Defendants define SM as a “consensual exchange of power” that can involve fantasy, erotic pain, and/or restraint for the mutual pleasure of the players. The argument here is that SM text is not a representation of violence per se, but rather a coded expression of the complementary sexual desires of dominance and submission. Adherents to this view... may define SM as role-playing in order to differentiate the theatrical nature of the sexual practice from genuine coercive exploitation.

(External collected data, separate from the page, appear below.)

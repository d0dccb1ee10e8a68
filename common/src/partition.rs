use serde::{Deserialize, Serialize};
use std::fmt;

/// Rango contiguo de frames (1-based, ambos extremos inclusive).
/// Un rango vacío tiene `end < start` y conserva la posición donde
/// habría empezado, así la secuencia completa sigue siendo contigua.
#[derive(Debug, Clone, Copy, PartialEq, Eq, Serialize, Deserialize)]
pub struct FrameRange {
    pub start: u32,
    pub end: u32,
}

impl FrameRange {
    pub fn new(start: u32, len: u32) -> Self {
        // start >= 1 siempre, así que start + len - 1 no puede hacer underflow
        Self {
            start,
            end: start + len - 1,
        }
    }

    pub fn len(&self) -> u32 {
        if self.end < self.start {
            0
        } else {
            self.end - self.start + 1
        }
    }

    pub fn is_empty(&self) -> bool {
        self.len() == 0
    }

    pub fn contains(&self, frame: u32) -> bool {
        frame >= self.start && frame <= self.end
    }

    pub fn frames(&self) -> impl Iterator<Item = u32> {
        self.start..=self.end
    }
}

impl fmt::Display for FrameRange {
    fn fmt(&self, f: &mut fmt::Formatter<'_>) -> fmt::Result {
        if self.is_empty() {
            write!(f, "(vacío)")
        } else {
            write!(f, "{}-{}", self.start, self.end)
        }
    }
}

#[derive(Debug, Clone, PartialEq, Eq, thiserror::Error)]
pub enum PartitionError {
    #[error("el número de frames debe ser >= 1")]
    NoFrames,
    #[error("el número de workers debe ser >= 1")]
    NoWorkers,
}

/// Reparte `frames` unidades entre `workers` rangos contiguos.
///
/// - `base = frames / workers`, `extra = frames % workers`
/// - el worker `i` recibe `base + 1` si `i < extra`, si no `base`
/// - el primer rango empieza en el frame 1 y no hay huecos ni solapes
///
/// Si hay más workers que frames, los últimos reciben rangos vacíos.
pub fn partition(frames: u32, workers: u32) -> Result<Vec<FrameRange>, PartitionError> {
    if frames == 0 {
        return Err(PartitionError::NoFrames);
    }
    if workers == 0 {
        return Err(PartitionError::NoWorkers);
    }

    let base = frames / workers;
    let extra = frames % workers;

    let mut ranges = Vec::with_capacity(workers as usize);
    let mut next_start: u32 = 1;

    for i in 0..workers {
        let size = if i < extra { base + 1 } else { base };
        let range = FrameRange::new(next_start, size);
        next_start = next_start.saturating_add(size);
        ranges.push(range);
    }

    Ok(ranges)
}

Furthermore, people who enjoy SM porn contend that consent is
either expressed or implied in these representations. Some defendants have argued that sadomasochistic desire can be likened to or indeed is a type of sexual orientation, and that censorship of these materials will have a discriminatory impact on a sexual minority. Critics and prosecutors have countered that if aggression, humiliation, hitting, bondage, and/or skin bruising or breaking is portrayed in a sexual context, it is self-evident that this conveys violence. For anti-SM advocates, demonstrations of consent do not neutralize the harm, but
indeed can actually compound the dehumanizing nature of the text. Anti-SM feminists might further argue that this pathology – particularly when manifested in submissive-leaning women – is born out of a patriarchal monopoly on mainstream sexual representation. ... Those who fall prey to SM arousal are victims of a society that does not offer egalitarian images of sexuality. Finally, the critics have suggested that even if SM desires constitute a sexual orientation, it is still a dangerous pathology that is justifiably discouraged by the state through censorship of SM texts.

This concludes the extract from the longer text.